This is an action arising from an employment dispute. In 2013, plaintiff Elson DeBarros
was terminated from his position as a cook in a restaurant owned and operated by Areas USA
Boston, LLC (“Areas USA Boston”). In another action pending before this Court, DeBarros
brought claims for disability discrimination and retaliation under the Americans with Disabilities
Act against Areas USA Boston and his former supervisor, Michael Frank. After mediation, the
parties reached a settlement. However, DeBarros refused to comply with the settlement
agreement, and the Court dismissed that action on April 20, 2018.

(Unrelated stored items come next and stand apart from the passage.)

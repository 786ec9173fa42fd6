// Copyright 2026 the Gable Authors
// SPDX-License-Identifier: Apache-2.0

//! Gable Core provides the engine of the Gable widget toolkit.
//!
//! Gable's widgets are implemented in the Gable crate, which re-exports this crate as `gable::core`
//! and `gable::app`. Most users should depend on `gable` directly.
//!
//! Gable Core provides:
//!
//! - [`Widget`][core::Widget], the trait for GUI widgets in Gable.
//! - The [`Gui`][app::Gui], which owns the widget tree and routes the host
//!   application's window events to it.
//! - Event bubbling, hover and pressed tracking, keyboard focus with Tab cycling,
//!   and delayed tooltips.
//! - Renderer properties: per-widget overrides on top of a [`Theme`][core::Theme].
//! - Painting into a backend-independent [`DrawList`][core::DrawList].
//! - APIs for widget manipulation (such as [`WidgetMut`][core::WidgetMut]).
//! - Loading and saving widget trees in a small [text format][file].
//! - Actions, by which widgets notify the application of user interaction.
//!
//! Gable Core doesn't open windows or rasterize anything. The host application
//! translates its window events into [`InputEvent`][core::InputEvent]s and draws
//! the commands returned by [`Gui::draw`][app::Gui::draw] with whatever
//! renderer it uses.

// LINEBENDER LINT SET - lib.rs - v3
// See https://linebender.org/wiki/canonical-lints/
// These lints shouldn't apply to examples or tests.
#![cfg_attr(not(test), warn(unused_crate_dependencies))]
// These lints shouldn't apply to examples.
#![warn(clippy::print_stdout, clippy::print_stderr)]
// Targeting e.g. 32-bit means structs containing usize can give false positives for 64-bit.
#![cfg_attr(target_pointer_width = "64", warn(clippy::trivially_copy_pass_by_ref))]
// END LINEBENDER LINT SET
#![cfg_attr(docsrs, feature(doc_cfg))]

pub use keyboard_types;
pub use {image, kurbo, peniko};

#[macro_use]
pub mod util;

mod passes;

pub mod app;
pub mod core;
pub mod file;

DeBarros has brought a separate suit in state court against Areas USA Boston and Frank,
along with several new defendants, including the parent company, Areas USA, Inc. (“Areas
USA”); Sergio Rodriguez, the company CEO; and Margarita Nunez, a company human
resources officer. Defendants have removed that action to this Court. The new complaint
restates the retaliation claim and asserts new state-law claims for defamation and libel.
Defendants have moved to dismiss the complaint for lack of personal jurisdiction and failure to
state a claim upon which relief can be granted. For the reasons stated below, the motion will be
granted in part and denied in part.
I.
Background
A.
Factual Background
The facts are set forth as described in the complaint.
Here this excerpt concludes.